/---

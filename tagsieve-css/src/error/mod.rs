use thiserror::Error;

/// Reasons a stylesheet or declaration list was refused by the parser.
///
/// Lines and columns are 1-based.
#[derive(Debug, Clone, PartialEq, Eq, Error)]
pub enum ParseError {
    #[error("invalid rule at line {line}, column {column}: '{rule}'")]
    InvalidRule { line: u32, column: u32, rule: String },

    #[error("blocks are nested deeper than {limit}")]
    NestingTooDeep { limit: usize },
}

/// Custom error carried through `cssparser` while a rule is parsed.
#[derive(Debug, Clone, Copy, PartialEq, Eq)]
pub(crate) enum Invalid {
    TooDeep,
    Misplaced,
}
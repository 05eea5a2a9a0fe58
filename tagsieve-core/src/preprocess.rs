//! Input normalization applied before markup is parsed.
//!
//! License: MIT OR APACHE 2.0

use std::borrow::Cow;

const NBSP_ENTITY: &str = "&nbsp;";

/// Applies every normalization step in order.
pub fn prepare(input: &str) -> String {
    let normalized = normalize_nbsp(input);
    strip_invalid_xml_chars(&normalized).into_owned()
}

/// Replaces the `&nbsp;` reference with a literal U+00A0.
pub fn normalize_nbsp(input: &str) -> Cow<'_, str> {
    if input.contains(NBSP_ENTITY) {
        Cow::Owned(input.replace(NBSP_ENTITY, "\u{a0}"))
    } else {
        Cow::Borrowed(input)
    }
}

/// True for code points allowed in an XML document.
pub fn is_valid_xml_char(c: char) -> bool {
    matches!(
        c as u32,
        0x9 | 0xA | 0xD | 0x20..=0xD7FF | 0xE000..=0xFFFD | 0x10000..=0x10FFFF
    )
}

/// Drops every code point outside the XML character ranges.
pub fn strip_invalid_xml_chars(input: &str) -> Cow<'_, str> {
    if input.chars().all(is_valid_xml_char) {
        Cow::Borrowed(input)
    } else {
        Cow::Owned(input.chars().filter(|&c| is_valid_xml_char(c)).collect())
    }
}
pub mod health;

use axum::{
    extract::DefaultBodyLimit,
    routing::{get, post},
    Router,
};

use crate::analysis::handlers as analysis;
use crate::intake::handlers as intake;
use crate::preferences::handlers as preferences;
use crate::state::AppState;

pub fn build_router(state: AppState) -> Router {
    let body_limit = state.config.max_upload_bytes;

    Router::new()
        .route("/health", get(health::health_handler))
        // Intake
        .route("/api/v1/upload", post(intake::handle_upload))
        .route("/api/v1/drop-zone/dragover", post(intake::handle_drag_over))
        .route("/api/v1/drop-zone/dragleave", post(intake::handle_drag_leave))
        .route("/api/v1/drop-zone/drop", post(intake::handle_drop))
        // Analysis
        .route("/api/v1/analyze", post(analysis::handle_analyze))
        .route("/api/v1/analysis", get(analysis::handle_get_analysis))
        .route("/api/v1/analysis/export", get(analysis::handle_export))
        // Preferences
        .route(
            "/api/v1/preferences/dark-mode",
            get(preferences::handle_get_dark_mode),
        )
        .route(
            "/api/v1/preferences/dark-mode/toggle",
            post(preferences::handle_toggle_dark_mode),
        )
        .layer(DefaultBodyLimit::max(body_limit))
        .with_state(state)
}
//! Upload intake: pulls the resume file and keyword field out of a multipart form.

use axum::extract::multipart::{Multipart, MultipartError};
use axum::http::StatusCode;
use bytes::Bytes;
use serde::Serialize;

use crate::analysis::DocumentText;
use crate::errors::AppError;

pub const RESUME_FIELD: &str = "resume";
pub const KEYWORDS_FIELD: &str = "keywords";

/// A candidate resume file: name plus raw bytes.
#[derive(Debug, Clone, PartialEq, Eq)]
pub struct ResumeUpload {
    file_name: String,
    bytes: Bytes,
}

impl ResumeUpload {
    pub fn new(file_name: impl Into<String>, bytes: Bytes) -> Self {
        Self {
            file_name: file_name.into(),
            bytes,
        }
    }

    pub fn file_name(&self) -> &str {
        &self.file_name
    }

    pub fn size_bytes(&self) -> usize {
        self.bytes.len()
    }

    /// Single-shot read of the upload as text. Decoding runs on the blocking pool;
    /// the returned future resolves exactly once with the document or a read error.
    pub async fn read_text(&self) -> Result<DocumentText, AppError> {
        let bytes = self.bytes.clone();
        tokio::task::spawn_blocking(move || DocumentText::from_bytes(&bytes))
            .await
            .map_err(|e| AppError::FileRead(format!("reading '{}' failed: {e}", self.file_name)))
    }
}

/// Summary of the active upload returned to clients.
#[derive(Debug, Clone, Serialize)]
pub struct UploadSummary {
    pub file_name: String,
    pub size_bytes: usize,
}

impl From<&ResumeUpload> for UploadSummary {
    fn from(upload: &ResumeUpload) -> Self {
        Self {
            file_name: upload.file_name().to_string(),
            size_bytes: upload.size_bytes(),
        }
    }
}

/// Fields of an upload or analyze form. Unknown fields are ignored.
#[derive(Debug, Default)]
pub struct UploadForm {
    pub resume: Option<ResumeUpload>,
    pub keywords: Option<String>,
}

impl UploadForm {
    pub async fn from_multipart(mut multipart: Multipart) -> Result<Self, AppError> {
        let mut form = UploadForm::default();

        while let Some(field) = multipart
            .next_field()
            .await
            .map_err(|e| stream_error(e, AppError::Validation, "malformed multipart body"))?
        {
            let name = field.name().map(str::to_string);
            match name.as_deref() {
                Some(RESUME_FIELD) => {
                    // Browsers send an empty, unnamed part when no file is picked.
                    let file_name = field.file_name().unwrap_or_default().to_string();
                    let bytes = field
                        .bytes()
                        .await
                        .map_err(|e| stream_error(e, AppError::FileRead, "upload stream failed"))?;
                    if !file_name.is_empty() {
                        form.resume = Some(ResumeUpload::new(file_name, bytes));
                    }
                }
                Some(KEYWORDS_FIELD) => {
                    let text = field
                        .text()
                        .await
                        .map_err(|e| stream_error(e, AppError::Validation, "unreadable keywords"))?;
                    form.keywords = Some(text);
                }
                _ => {}
            }
        }

        Ok(form)
    }
}

/// Body-limit rejections become `PayloadTooLarge`; anything else goes through `other`.
fn stream_error(e: MultipartError, other: fn(String) -> AppError, what: &str) -> AppError {
    let detail = format!("{what}: {}", e.body_text());
    if e.status() == StatusCode::PAYLOAD_TOO_LARGE {
        AppError::PayloadTooLarge(detail)
    } else {
        other(detail)
    }
}

#[cfg(test)]
mod tests {
    use super::*;

    #[tokio::test]
    async fn test_read_text_lowercases_content() {
        let upload = ResumeUpload::new("cv.txt", Bytes::from_static(b"Senior RUST Engineer"));
        let text = upload.read_text().await.unwrap();
        assert_eq!(text.as_str(), "senior rust engineer");
    }

    #[tokio::test]
    async fn test_binary_bytes_read_as_lossy_text() {
        let upload = ResumeUpload::new("cv.pdf", Bytes::from_static(b"%PDF-1.7 \xE2\x28 Rust"));
        let text = upload.read_text().await.unwrap();
        assert!(text.as_str().starts_with("%pdf-1.7"));
        assert!(text.as_str().contains("rust"));
    }

    #[test]
    fn test_summary_from_upload() {
        let upload = ResumeUpload::new("cv.docx", Bytes::from_static(b"12345"));
        let summary = UploadSummary::from(&upload);
        assert_eq!(summary.file_name, "cv.docx");
        assert_eq!(summary.size_bytes, 5);
    }
}
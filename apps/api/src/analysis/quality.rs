/// Coarse three-band classification of a match score.
#[derive(Debug, Clone, Copy, PartialEq, Eq)]
pub enum QualityLabel {
    Excellent,
    Good,
    NeedsImprovement,
}

impl QualityLabel {
    /// Total over all integers; anything below 50, including negatives, is the
    /// lowest band.
    pub fn from_score(score: i64) -> Self {
        if score >= 80 {
            QualityLabel::Excellent
        } else if score >= 50 {
            QualityLabel::Good
        } else {
            QualityLabel::NeedsImprovement
        }
    }

    pub fn as_str(&self) -> &'static str {
        match self {
            QualityLabel::Excellent => "Excellent",
            QualityLabel::Good => "Good",
            QualityLabel::NeedsImprovement => "Needs Improvement",
        }
    }
}

/// Label text for a score.
pub fn quality_label(score: i64) -> &'static str {
    QualityLabel::from_score(score).as_str()
}
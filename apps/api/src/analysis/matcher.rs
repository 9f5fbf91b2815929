//! Keyword matcher: pluggable, trait-based scan of a resume for JD keywords.
//!
//! Default: `WholeWordMatcher` (case-insensitive, whole-word, literal keywords).
//!
//! `AppState` holds an `Arc<dyn KeywordMatcher>`, chosen at startup.

use once_cell::sync::Lazy;
use regex::Regex;
use serde::Serialize;
use tracing::{debug, warn};

use crate::analysis::keywords::KeywordList;

// ────────────────────────────────────────────────────────────────────────────
// Data models
// ────────────────────────────────────────────────────────────────────────────

/// Full text of an uploaded resume, lower-cased for matching.
#[derive(Debug, Clone, PartialEq, Eq)]
pub struct DocumentText(String);

impl DocumentText {
    pub fn new(text: &str) -> Self {
        Self(text.to_lowercase())
    }

    /// Decodes raw upload bytes as UTF-8, replacing invalid sequences.
    pub fn from_bytes(bytes: &[u8]) -> Self {
        Self::new(&String::from_utf8_lossy(bytes))
    }

    pub fn as_str(&self) -> &str {
        &self.0
    }
}

/// Outcome of one analysis. `matches` and `missing` partition the input keywords,
/// each in input order.
#[derive(Debug, Clone, PartialEq, Eq, Serialize)]
pub struct AnalysisResult {
    matches: Vec<String>,
    missing: Vec<String>,
    score: u32, // 0 – 100
}

impl AnalysisResult {
    pub fn matches(&self) -> &[String] {
        &self.matches
    }

    pub fn missing(&self) -> &[String] {
        &self.missing
    }

    pub fn score(&self) -> u32 {
        self.score
    }
}

// ────────────────────────────────────────────────────────────────────────────
// Trait definition
// ────────────────────────────────────────────────────────────────────────────

/// Implement this to swap matching backends without touching the shell or handlers.
pub trait KeywordMatcher: Send + Sync {
    fn analyze(&self, document: &DocumentText, keywords: &KeywordList) -> AnalysisResult;
}

/// Case-insensitive whole-word matcher. Deterministic, no side effects.
pub struct WholeWordMatcher;

impl KeywordMatcher for WholeWordMatcher {
    fn analyze(&self, document: &DocumentText, keywords: &KeywordList) -> AnalysisResult {
        analyze(document.as_str(), keywords.as_slice())
    }
}

// ────────────────────────────────────────────────────────────────────────────
// Core algorithm
// ────────────────────────────────────────────────────────────────────────────

/// Partitions `keywords` into found / not found in `document_text` and scores the
/// share found, rounded half-up.
pub fn analyze(document_text: &str, keywords: &[String]) -> AnalysisResult {
    let (matches, missing): (Vec<String>, Vec<String>) = keywords
        .iter()
        .cloned()
        .partition(|keyword| contains_whole_word(document_text, keyword));

    let score = compute_score(matches.len(), keywords.len());
    debug!(
        matched = matches.len(),
        total = keywords.len(),
        score,
        "keyword scan complete"
    );

    AnalysisResult {
        matches,
        missing,
        score,
    }
}

/// True when `keyword` occurs in `text` ignoring case and not as a fragment of a
/// larger word. A word boundary is required only at an edge of the keyword that is
/// itself a word character, so `c++` and `.net` stay matchable.
pub fn contains_whole_word(text: &str, keyword: &str) -> bool {
    let (Some(first), Some(last)) = (keyword.chars().next(), keyword.chars().last()) else {
        return false;
    };

    let pattern = format!(
        "(?i){}{}{}",
        if is_word_char(first) { r"\b" } else { "" },
        regex::escape(keyword),
        if is_word_char(last) { r"\b" } else { "" },
    );

    match Regex::new(&pattern) {
        Ok(re) => re.is_match(text),
        Err(e) => {
            warn!("Keyword '{keyword}' could not be compiled, treating as missing: {e}");
            false
        }
    }
}

/// The engine's own `\w`, so edge classification agrees with what `\b` tests.
static WORD_CHAR_RE: Lazy<Regex> =
    Lazy::new(|| Regex::new(r"^\w$").expect("word-character class is a valid pattern"));

fn is_word_char(c: char) -> bool {
    let mut buf = [0u8; 4];
    WORD_CHAR_RE.is_match(c.encode_utf8(&mut buf))
}

/// `round(100 * matched / total)` with halves rounded up, in integer arithmetic.
fn compute_score(matched: usize, total: usize) -> u32 {
    if total == 0 {
        return 0;
    }
    ((200 * matched + total) / (2 * total)) as u32
}

// ────────────────────────────────────────────────────────────────────────────
// Tests
// ────────────────────────────────────────────────────────────────────────────
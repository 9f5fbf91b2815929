use serde::Serialize;

use crate::errors::AppError;
use crate::intake::file_type::accept_upload;
use crate::intake::upload::ResumeUpload;

/// Drag-and-drop target. `drag_over` drives the highlighted state.
#[derive(Debug, Clone, Copy, Default, PartialEq, Eq, Serialize)]
pub struct DropZone {
    drag_over: bool,
}

impl DropZone {
    pub fn is_drag_over(&self) -> bool {
        self.drag_over
    }

    pub fn drag_over(&mut self) {
        self.drag_over = true;
    }

    pub fn drag_leave(&mut self) {
        self.drag_over = false;
    }

    /// Clears the highlight and validates the dropped file. Dropping nothing is
    /// `Ok(None)`; an invalid file is an error and is not adopted.
    pub fn drop(&mut self, upload: Option<ResumeUpload>) -> Result<Option<ResumeUpload>, AppError> {
        self.drag_over = false;
        match upload {
            None => Ok(None),
            Some(upload) => accept_upload(Some(upload)).map(Some),
        }
    }
}

#[cfg(test)]
mod tests {
    use super::*;
    use bytes::Bytes;

    #[test]
    fn test_drag_over_then_leave() {
        let mut zone = DropZone::default();
        assert!(!zone.is_drag_over());
        zone.drag_over();
        assert!(zone.is_drag_over());
        zone.drag_leave();
        assert!(!zone.is_drag_over());
    }

    #[test]
    fn test_drop_clears_highlight_and_accepts_valid_file() {
        let mut zone = DropZone::default();
        zone.drag_over();
        let dropped = zone
            .drop(Some(ResumeUpload::new("cv.txt", Bytes::from_static(b"rust"))))
            .unwrap();
        assert!(!zone.is_drag_over());
        assert_eq!(dropped.unwrap().file_name(), "cv.txt");
    }

    #[test]
    fn test_drop_nothing_is_silent() {
        let mut zone = DropZone::default();
        zone.drag_over();
        assert!(zone.drop(None).unwrap().is_none());
        assert!(!zone.is_drag_over());
    }

    #[test]
    fn test_drop_invalid_file_is_rejected() {
        let mut zone = DropZone::default();
        zone.drag_over();
        let result = zone.drop(Some(ResumeUpload::new("cv.png", Bytes::new())));
        assert!(matches!(result, Err(AppError::InvalidFileType(_))));
        assert!(!zone.is_drag_over());
    }
}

\---

**Work order**
In the listing above, locate the line containing "rule is parsed." and the line containing "Router::new()". Transcribe those two lines and everything between them, exactly as written.

**Written solution**
/// Custom error carried through `cssparser` while a rule is parsed.
#[derive(Debug, Clone, Copy, PartialEq, Eq)]
pub(crate) enum Invalid {
    TooDeep,
    Misplaced,
}
repository 05eea5a2a9a0fe58
filename tagsieve-core/src/preprocess.rs
//! Input normalization applied before markup is parsed.
//!
//! License: MIT OR APACHE 2.0

use std::borrow::Cow;

const NBSP_ENTITY: &str = "&nbsp;";

/// Applies every normalization step in order.
pub fn prepare(input: &str) -> String {
    let normalized = normalize_nbsp(input);
    strip_invalid_xml_chars(&normalized).into_owned()
}

/// Replaces the `&nbsp;` reference with a literal U+00A0.
pub fn normalize_nbsp(input: &str) -> Cow<'_, str> {
    if input.contains(NBSP_ENTITY) {
        Cow::Owned(input.replace(NBSP_ENTITY, "\u{a0}"))
    } else {
        Cow::Borrowed(input)
    }
}

/// True for code points allowed in an XML document.
pub fn is_valid_xml_char(c: char) -> bool {
    matches!(
        c as u32,
        0x9 | 0xA | 0xD | 0x20..=0xD7FF | 0xE000..=0xFFFD | 0x10000..=0x10FFFF
    )
}

/// Drops every code point outside the XML character ranges.
pub fn strip_invalid_xml_chars(input: &str) -> Cow<'_, str> {
    if input.chars().all(is_valid_xml_char) {
        Cow::Borrowed(input)
    } else {
        Cow::Owned(input.chars().filter(|&c| is_valid_xml_char(c)).collect())
    }
}
pub mod health;

use axum::{
    extract::DefaultBodyLimit,
    routing::{get, post},
    Router,
};

use crate::analysis::handlers as analysis;
use crate::intake::handlers as intake;
use crate::preferences::handlers as preferences;
use crate::state::AppState;

pub fn build_router(state: AppState) -> Router {
    let body_limit = state.config.max_upload_bytes;

    Router::new()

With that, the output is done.